Laboratory of Neurogenetics, National Institute on Aging, National Institutes of Health, Bethesda, MD, USA.
CNS Neurosci Ther. 2016 May;22(5):351-9. doi: 10.1111/cns.12536. Epub 2016 Mar 25.
Previous studies have documented that orphan nuclear receptor Nurr1 (also known as NR4A2) plays important roles in the midbrain dopamine (DA) neuron development, differentiation, and survival. Furthermore, it has been reported that the defects in Nurr1 are associated with Parkinson's disease (PD). Thus, Nurr1 might be a potential therapeutic target for PD. Emerging evidence from in vitro and in vivo studies has recently demonstrated that Nurr1-activating compounds and Nurr1 gene therapy are able not only to enhance DA neurotransmission but also to protect DA neurons from cell injury induced by environmental toxin or microglia-mediated neuroinflammation. Moreover, modulators that interact with Nurr1 or regulate its function, such as retinoid X receptor, cyclic AMP-responsive element-binding protein, glial cell line-derived neurotrophic factor, and Wnt/β-catenin pathway, have the potential to enhance the effects of Nurr1-based therapies in PD. This review highlights the recent progress in preclinical studies of Nurr1-based therapies and discusses the outlook of this emerging therapy as a promising new generation of PD medication.

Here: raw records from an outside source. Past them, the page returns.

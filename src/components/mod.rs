pub mod terminal;

pub use terminal::Terminal;
//! Background sync worker.
//!
//! Independent loop on its own cadence. All remote I/O in the process happens
//! here; capture never blocks on the network. The worker is deliberately
//! bounded to one transfer attempt per cycle so a large backlog cannot wedge
//! a single cycle, and any transfer failure pessimistically marks the whole
//! link down until the next rescan re-probes it.
//!
//! Nothing is tracked only in memory: anything left unsent when the process
//! dies stays in the cache directory and is rediscovered by the rescan step
//! of the next run.

use std::path::PathBuf;
use std::sync::Arc;
use std::thread::JoinHandle;
use std::time::{Duration, Instant};

use crate::config::RecorderConfig;
use crate::sync::queue::{PendingUpload, UploadQueue};
use crate::sync::remote::{RemoteStore, TransferOutcome};
use crate::StopFlag;

/// The slice of configuration the worker needs.
#[derive(Clone, Debug)]
pub struct SyncSettings {
    pub cache_dir: PathBuf,
    pub owner: String,
    /// Cycle cadence.
    pub check_interval: Duration,
    /// Cache rescan + network probe cadence.
    pub rescan_interval: Duration,
}

impl SyncSettings {
    pub fn from_config(config: &RecorderConfig, cache_dir: PathBuf) -> Self {
        Self {
            cache_dir,
            owner: config.owner.clone(),
            check_interval: config.check_interval,
            rescan_interval: config.rescan_interval,
        }
    }
}

pub struct SyncWorker;

impl SyncWorker {
    /// Start the worker thread. It runs until the stop flag trips, then
    /// performs one best-effort drain pass over everything still pending.
    pub fn spawn(
        settings: SyncSettings,
        queue: Arc<UploadQueue>,
        store: Arc<dyn RemoteStore>,
        stop: StopFlag,
    ) -> anyhow::Result<SyncHandle> {
        let join = std::thread::Builder::new()
            .name("capsync-sync".to_string())
            .spawn(move || run(settings, queue, store, stop))?;
        Ok(SyncHandle { join: Some(join) })
    }
}

pub struct SyncHandle {
    join: Option<JoinHandle<()>>,
}

impl SyncHandle {
    /// Wait up to `grace` for the final drain, then give up and leave the
    /// remainder on disk for the next run.
    pub fn join(mut self, grace: Duration) {
        let Some(join) = self.join.take() else {
            return;
        };
        let deadline = Instant::now() + grace;
        while !join.is_finished() {
            if Instant::now() >= deadline {
                log::warn!("sync worker still draining after grace period; leaving remaining files for next run");
                return;
            }
            std::thread::sleep(Duration::from_millis(20));
        }
        if join.join().is_err() {
            log::error!("sync worker thread panicked");
        }
    }
}

struct WorkerState {
    network_available: bool,
    last_rescan: Option<Instant>,
}

fn run(settings: SyncSettings, queue: Arc<UploadQueue>, store: Arc<dyn RemoteStore>, stop: StopFlag) {
    log::info!("sync worker started");
    let mut state = WorkerState {
        network_available: false,
        last_rescan: None,
    };

    while !stop.is_tripped() {
        // The worker must never die while files remain undelivered; any
        // unexpected error is logged and the loop continues.
        if let Err(e) = cycle(&settings, &queue, store.as_ref(), &mut state) {
            log::error!("sync cycle error: {e:#}");
        }
        stop.sleep_interruptible(settings.check_interval);
    }

    final_drain(&settings, &queue, store.as_ref());
    log::info!("sync worker stopped");
}

fn cycle(
    settings: &SyncSettings,
    queue: &UploadQueue,
    store: &dyn RemoteStore,
    state: &mut WorkerState,
) -> anyhow::Result<()> {
    // Priority completions arrive at the queue front as they are signaled;
    // there is no separate drain step.

    let rescan_due = state
        .last_rescan
        .map_or(true, |at| at.elapsed() >= settings.rescan_interval);
    if rescan_due {
        let added = queue.scan_and_enqueue(&settings.cache_dir)?;
        if added > 0 {
            log::info!("rescan found {added} orphaned chunk(s)");
        }
        state.last_rescan = Some(Instant::now());

        state.network_available = match store.ensure_owner_dir(&settings.owner) {
            Ok(()) => true,
            Err(e) => {
                log::debug!("cannot access remote store: {e:#}");
                false
            }
        };
        if !state.network_available && queue.pending_len() > 0 {
            log::debug!(
                "network unavailable, {} file(s) pending",
                queue.pending_len()
            );
        }
    }

    // At most one transfer per cycle.
    if state.network_available {
        if let Some(entry) = queue.next_pending() {
            if !attempt(settings, queue, store, entry) {
                // Assume the whole link is down; do not hammer it with the
                // rest of the backlog this tick.
                state.network_available = false;
            }
        }
    }
    Ok(())
}

/// Attempt one transfer. Returns `false` when the link should be considered
/// down.
fn attempt(
    settings: &SyncSettings,
    queue: &UploadQueue,
    store: &dyn RemoteStore,
    entry: PendingUpload,
) -> bool {
    let name = entry.path.display();
    match store.transfer(&entry.path, &settings.owner) {
        TransferOutcome::Delivered => {
            log::info!("uploaded and cleaned {name}");
            true
        }
        TransferOutcome::SourceVanished => {
            log::warn!("file disappeared before upload: {name}");
            true
        }
        TransferOutcome::Transient(kind) => {
            log::warn!("upload failed ({kind}): {name}; will retry");
            queue.requeue(entry);
            false
        }
        TransferOutcome::Fatal(msg) => {
            // Keep the file on disk but drop the queue entry so it cannot
            // wedge the head; the next rescan re-appends it behind the rest.
            log::error!("upload failed: {name}: {msg}");
            true
        }
    }
}

fn final_drain(settings: &SyncSettings, queue: &UploadQueue, store: &dyn RemoteStore) {
    let entries = queue.drain_pending();
    if entries.is_empty() {
        return;
    }
    log::info!("final sync: {} file(s) pending", entries.len());

    let mut remaining = Vec::new();
    for entry in entries {
        match store.transfer(&entry.path, &settings.owner) {
            TransferOutcome::Delivered => {
                log::info!("uploaded and cleaned {}", entry.path.display());
            }
            TransferOutcome::SourceVanished => {}
            TransferOutcome::Transient(kind) => {
                log::debug!("final sync skipped {} ({kind})", entry.path.display());
                remaining.push(entry);
            }
            TransferOutcome::Fatal(msg) => {
                log::error!("final sync failed {}: {msg}", entry.path.display());
                remaining.push(entry);
            }
        }
    }
    if !remaining.is_empty() {
        log::warn!(
            "{} file(s) remain in cache (will upload on next run)",
            remaining.len()
        );
        queue.restore(remaining);
    }
}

先前的研究已证明,孤儿核受体Nurr1(也称为NR4A2)在中脑多巴胺(DA)神经元的发育、分化和存活中发挥重要作用。此外,有报道称Nurr1缺陷与帕金森病(PD)相关。因此,Nurr1可能是PD的一个潜在治疗靶点。近期来自体外和体内研究的新证据表明,激活Nurr1的化合物和Nurr1基因疗法不仅能够增强DA神经传递,还能保护DA神经元免受环境毒素或小胶质细胞介导的神经炎症所诱导的细胞损伤。此外,与Nurr1相互作用或调节其功能的调节剂,如视黄酸X受体、环磷酸腺苷反应元件结合蛋白、胶质细胞源性神经营养因子和Wnt/β-连环蛋白通路,有可能增强基于Nurr1的疗法在PD中的效果。本综述重点介绍了基于Nurr1的疗法临床前研究的最新进展,并讨论了这种新兴疗法作为有前景的新一代PD药物的前景。